Why there are two refs in declaring one-to-many association in mongoose?

I'm very new in mongodb, see this one-to-many example
As per my understanding
This example says that a person can write many stories or a story belongs_to a person , I think storing the person._id in stories collection was enough
why the person collection has the field stories
cases for fetching data
case 1
Fetch all stories of a person whose id is let us say x
solution: For this just fire a query in story collection where author = x
case 2
Fetch the author name of a particular story
solution: For this we have author field story collection
TL;DR
Put simply: Because there is no such notion as explicit relations in MongoDB.
Mongoose can not know how you want to resolve the relationship. Will the search be from a given story object and the author is to find? Or will the search be to find all stories for an author object? So it makes sure that it can resolve the relation regardless.
Note that there is a problem with that approach, and a big one. Say we are not talking of a one-to-few relation as in this example, but a "One-To-A-Shitload"™ relation. Since BSON documents have a size limit of 16MB, you have a limit of relations you can manage this way. Quite some, but there will be an artificial limit.
How to solve this: Instead of using an ODM, do proper modelling yourself. Since you know your use cases. I will give you an example below.
Detailed
Let us first elaborate your cases a bit:
For a given user (aka "we already have all the data of that user document"), what are his or her stories?
List all stories together with the user name on an overview page.
For a selected ("given") story, what are the authors details?
And just for demonstration purposes: A given user wants to change the name under which a story is displayed, be it his user name or natural name (it happens!) or even pseudonym.
Ok, and now lets put mongoose aside for now and let us think about how we could implement this ourselves. Keeping in mind that
Data modelling in MongoDB is deriving your model from the questions which come from your use cases so that they most common use cases are covered in the most efficient way.
As opposed to RDBMS modelling, where you identify your entities, their properties and relations and then jump through some hoops to get your questions answered somehow.
So, looking at our user stories, I guess we can agree that 2 is the most common use case, 3 and 1 next and 4 is rather rare compared to the other ones.
So now we can start
Modelling
We model the data involved in our most common use cases first.
So, we want to make the query for stories the most efficient one. And we want to sort the stories in descending order of submission. Simple enough:
{
_id: new ObjectId(),
user: "Name to Display",
story: "long story cut short",
}
Now lets say you want to display your stories, 10 of them:
db.stories.find({}).sort({_id:-1}).limit(10)
No relation, all the data we need, a single query, used the default index on _id for sorting. Since a timestamp is part of the ObjectId and it is the most significant part, we can use it to sort the stories by time. The question "Hey, but what if one changes his or her user name?" usually comes now. Simple:
db.stories.update({"user":oldname},{$set:{"user":newname}},{multi:true})
Since this is a rare use case, it only has to be doable and does not have to be extremely efficient. However, later we will see that we have to put an index on user anyway.

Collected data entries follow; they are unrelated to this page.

//! Process-wide string interning for variable names and function
//! symbols. Per the design notes, interning isn't required for
//! semantic correctness but pays for itself given how often the same
//! few hundred names get hashed and compared while rules accumulate
//! across an SCC — exactly the "repeated map lookups" the design notes
//! call out. The static cache is the same `OnceLock`-backed singleton
//! shape the converter's bit-width constant tables use.

use lasso::{Spur, ThreadedRodeo};
use std::cmp::Ordering;
use std::fmt;
use std::sync::OnceLock;

static INTERNER: OnceLock<ThreadedRodeo> = OnceLock::new();

fn interner() -> &'static ThreadedRodeo {
    INTERNER.get_or_init(ThreadedRodeo::new)
}

/// An interned name — a variable (program location argument) or a
/// function symbol (program location). `Copy` and cheap to compare;
/// ordering is by resolved string content rather than intern order so
/// output stays deterministic independent of traversal-order accidents.
#[derive(Clone, Copy, PartialEq, Eq, Hash)]
pub struct Symbol(Spur);

impl Symbol {
    pub fn intern(s: &str) -> Symbol {
        Symbol(interner().get_or_intern(s))
    }

    pub fn as_str(&self) -> &'static str {
        interner().resolve(&self.0)
    }
}

impl PartialOrd for Symbol {
    fn partial_cmp(&self, other: &Self) -> Option<Ordering> {
        Some(self.cmp(other))
    }
}

impl Ord for Symbol {
    fn cmp(&self, other: &Self) -> Ordering {
        self.as_str().cmp(other.as_str())
    }
}

impl fmt::Debug for Symbol {
    fn fmt(&self, f: &mut fmt::Formatter<'_>) -> fmt::Result {
        write!(f, "{}", self.as_str())
    }
}

impl fmt::Display for Symbol {
    fn fmt(&self, f: &mut fmt::Formatter<'_>) -> fmt::Result {
        write!(f, "{}", self.as_str())
    }
}

impl From<&str> for Symbol {
    fn from(s: &str) -> Self {
        Symbol::intern(s)
    }
}

impl From<String> for Symbol {
    fn from(s: String) -> Self {
        Symbol::intern(&s)
    }
}

/// A process-wide counter for fresh havoc/nondef variable names, the
/// same `fresh_var` pattern the teacher's semantic compiler uses for
/// fresh existential variables, generalized from a per-compiler counter
/// to a global one so names stay unique across every function lowered
/// in a process, matching the Nondef invariant that a havoc name
/// appears nowhere else.
pub struct FreshNames {
    prefix: &'static str,
    next: u64,
}

impl FreshNames {
    pub fn new(prefix: &'static str) -> Self {
        FreshNames { prefix, next: 0 }
    }

    pub fn next(&mut self) -> Symbol {
        let n = self.next;
        self.next += 1;
        Symbol::intern(&format!("{}{}", self.prefix, n))
    }
}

Talking of authors: Here it really depends on how you want to do it. But I will show you how I tend to model something like that:
{
_id: "username",
info1: "foo",
info2: "bar",
active: true,
...
}
We make use of some properties of _id here: It is a required index with a unique constraint. Just what we want for usernames.

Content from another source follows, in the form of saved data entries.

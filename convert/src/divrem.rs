//! Div/Rem constraint builders (spec §4.E). `sdiv`/`udiv`/`srem`/`urem`
//! lower to a fresh havoc variable `z` guarded by one of these
//! disjunctions rather than a direct polynomial (division isn't
//! polynomial).

use crate::signtest::SignTest;
use algebra::{Constraint, Polynomial, RelOp};

fn eq(a: &Polynomial, b: &Polynomial) -> Constraint {
    Constraint::atom(a.clone(), b.clone(), RelOp::Eq)
}
fn gt(a: &Polynomial, b: &Polynomial) -> Constraint {
    Constraint::atom(a.clone(), b.clone(), RelOp::Gt)
}
fn lt(a: &Polynomial, b: &Polynomial) -> Constraint {
    Constraint::atom(a.clone(), b.clone(), RelOp::Lt)
}
fn ge(a: &Polynomial, b: &Polynomial) -> Constraint {
    Constraint::atom(a.clone(), b.clone(), RelOp::Ge)
}
fn le(a: &Polynomial, b: &Polynomial) -> Constraint {
    Constraint::atom(a.clone(), b.clone(), RelOp::Le)
}

/// Exact (Euclidean) division: `x − y·z ≥ 0 ∧ x − y·z < |y|`, split into
/// the two linear cases since `|y|` itself isn't a polynomial.
fn exact_div_constraint(x: &Polynomial, y: &Polynomial, z: &Polynomial) -> Constraint {
    let zero = Polynomial::zero();
    let rem = x.sub(&y.mult(z));
    let nonneg = ge(&rem, &zero);
    let case_pos = Constraint::and(gt(y, &zero), lt(&rem, y));
    let case_neg = Constraint::and(lt(y, &zero), lt(&rem, &y.negate()));
    Constraint::and(nonneg, Constraint::or(case_pos, case_neg))
}

/// `sdiv`/`udiv` guard. `signed` selects whether the `y = -1` case and
/// the negative-operand cases are included (unsigned div never sees a
/// negative operand, per spec "Unsigned is the subset without the
/// negative cases").
pub fn div_constraint(
    x: &Polynomial,
    y: &Polynomial,
    z: &Polynomial,
    signed: bool,
    exact: bool,
    sign: SignTest,
) -> Constraint {
    if exact {
        return exact_div_constraint(x, y, z);
    }
    let zero = Polynomial::zero();
    let one = Polynomial::one();
    let mut cases = vec![
        Constraint::and(eq(x, &zero), eq(z, &zero)),
        Constraint::and(eq(y, &one), eq(z, x)),
    ];
    if signed {
        let neg_one = Polynomial::negative_one();
        cases.push(Constraint::and(eq(y, &neg_one), eq(z, &x.negate())));
    }
    cases.push(Constraint::conjunction([
        gt(y, &one),
        sign.nonneg(x),
        ge(z, &zero),
        lt(z, x),
    ]));
    if signed {
        cases.push(Constraint::conjunction([
            gt(y, &one),
            sign.neg(x),
            lt(x, z),
            le(z, &zero),
        ]));
        cases.push(Constraint::conjunction([
            lt(y, &one.negate()),
            sign.nonneg(x),
            lt(&x.negate(), z),
            le(z, &zero),
        ]));
        cases.push(Constraint::conjunction([
            lt(y, &one.negate()),
            sign.neg(x),
            ge(z, &zero),
            lt(z, &x.negate()),
        ]));
    }
    Constraint::disjunction(cases)
}

/// `srem`/`urem` guard: the analogue of `div_constraint` with `z`
/// ranging over the remainder interval determined by `y`, per spec's
/// "Rem constraint is the analogue" note — derived here by the same
/// sign-magnitude case split as division, with `z` truncated-toward-
/// zero remainder semantics (`sign(z) = sign(x)`, `|z| < |y|`).
pub fn rem_constraint(
    x: &Polynomial,
    y: &Polynomial,
    z: &Polynomial,
    signed: bool,
    sign: SignTest,
) -> Constraint {
    let zero = Polynomial::zero();
    let one = Polynomial::one();
    let mut cases = vec![
        Constraint::and(eq(x, &zero), eq(z, &zero)),
        Constraint::and(eq(y, &one), eq(z, &zero)),
    ];
    if signed {
        let neg_one = Polynomial::negative_one();
        cases.push(Constraint::and(eq(y, &neg_one), eq(z, &zero)));
    }
    cases.push(Constraint::conjunction([
        gt(y, &one),
        sign.nonneg(x),
        ge(z, &zero),
        lt(z, y),
    ]));
    if signed {
        cases.push(Constraint::conjunction([
            gt(y, &one),
            sign.neg(x),
            lt(&y.negate(), z),
            le(z, &zero),
        ]));
        cases.push(Constraint::conjunction([
            lt(y, &one.negate()),
            sign.nonneg(x),
            ge(z, &zero),
            lt(z, &y.negate()),
        ]));
        cases.push(Constraint::conjunction([
            lt(y, &one.negate()),
            sign.neg(x),
            lt(y, z),
            le(z, &zero),
        ]));
    }
    Constraint::disjunction(cases)
}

However it comes with a caveat: _id is immutable. So if somebody wants to change his or her username, we need to copy the original user to a document with the _id of the new user name and change the user property in our stories accordingly. The advantage of this way of doing it that even when the update for changing usernames (see above) should fail during its runtime, each and every story can still be related to a user. If the update is successful, I tend to log out the user and have him log in with the new username again.

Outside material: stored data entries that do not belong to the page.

//! KITTeL text format: `lhs -> rhs [guard]`, guard omitted if `True`,
//! each atom printed with its relop and conjunctions joined by `/\`.

use algebra::Rule;

pub fn print_kittel(rules: &[Rule]) -> String {
    let mut out = String::new();
    for r in rules {
        if r.guard.is_true() {
            out.push_str(&format!("{:?} -> {:?}\n", r.lhs, r.rhs));
        } else {
            let atoms = r.guard.add_atomics_to_list();
            let guard_str = atoms
                .iter()
                .map(|(l, rhs, op)| format!("{:?} {} {:?}", l, op.kittel_str(), rhs))
                .collect::<Vec<_>>()
                .join(" /\\ ");
            out.push_str(&format!("{:?} -> {:?} [{}]\n", r.lhs, r.rhs, guard_str));
        }
    }
    out
}

#[cfg(test)]
mod tests {
    use super::*;
    use algebra::{Constraint, Polynomial, RelOp, Symbol, Term};

    #[test]
    fn omits_a_true_guard() {
        let x = Polynomial::from_var(Symbol::intern("x"));
        let r = Rule::unguarded(
            Term::new(Symbol::intern("f"), vec![x.clone()]),
            Term::new(Symbol::intern("g"), vec![x]),
        );
        let out = print_kittel(&[r]);
        assert!(!out.contains('['));
    }

    #[test]
    fn prints_a_conjunction_of_atoms() {
        let x = Polynomial::from_var(Symbol::intern("x"));
        let guard = Constraint::and(
            Constraint::atom(x.clone(), Polynomial::zero(), RelOp::Gt),
            Constraint::atom(x.clone(), Polynomial::constant(10), RelOp::Lt),
        );
        let r = Rule::new(
            Term::new(Symbol::intern("f"), vec![x.clone()]),
            Term::new(Symbol::intern("g"), vec![x]),
            guard,
        );
        let out = print_kittel(&[r]);
        assert!(out.contains("/\\"));
        assert!(out.contains('>'));
        assert!(out.contains('<'));
    }
}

In case you want to have a distinction between username and displayed name, it all becomes even easier:
{
_id: "username",
displayNames: ["Foo B. Baz","P.S. Eudonym"],
...
}
Then you use the display name in your stories, of course.
Now let us see how we can get the user details of a given story. We know the author's name so it is as easy as:
db.authors.find({"_id":authorNameOfStory})
or
db.authors.find({"displayNames": authorNameOfStory})
Finding all stories for a given user is quite simple, too. It is either:
db.stories.find({"name":idFieldOfUser})
or
db.stories.find({"name":{$in:displayNamesOfUser}})
Now we have all your our use cases covered, now we can make them even more efficient with
Indexing
An obvious index is on the story models user field, so we do it:
db.stories.ensureIndex({"name":1})
If you are good with the "username as _id" way only, you are done with indexing. Using display names, you obviously need to index them. Since you most likely want display names and pseudonyms to be unique, it is a bit more complicated:
db.authors.ensureIndex({"displayNames":1},{sparse:true, unique:true})
Note: We need to make this as sparse index in order to prevent unnecessary errors when somebody has not decided for a display name or pseudonym yet. Make sure you explicitly add this field to an author document only when a user decides for a display name. Otherwise, it would evaluate to null server side , which is a valid value and you will get a constraint violation error, namely "E1100 duplicate key".
Conclusion
We have covered all your use cases with relations handled by the application thereby simplifying our data model a great deal and have the most efficient queries for our most common use cases. Every use case is covered with a single query, taking into account the information we already have at the time we are doing the query.
Note that there is no artificial limit on how many stories a user can publish since we use implicit relations to our advantage.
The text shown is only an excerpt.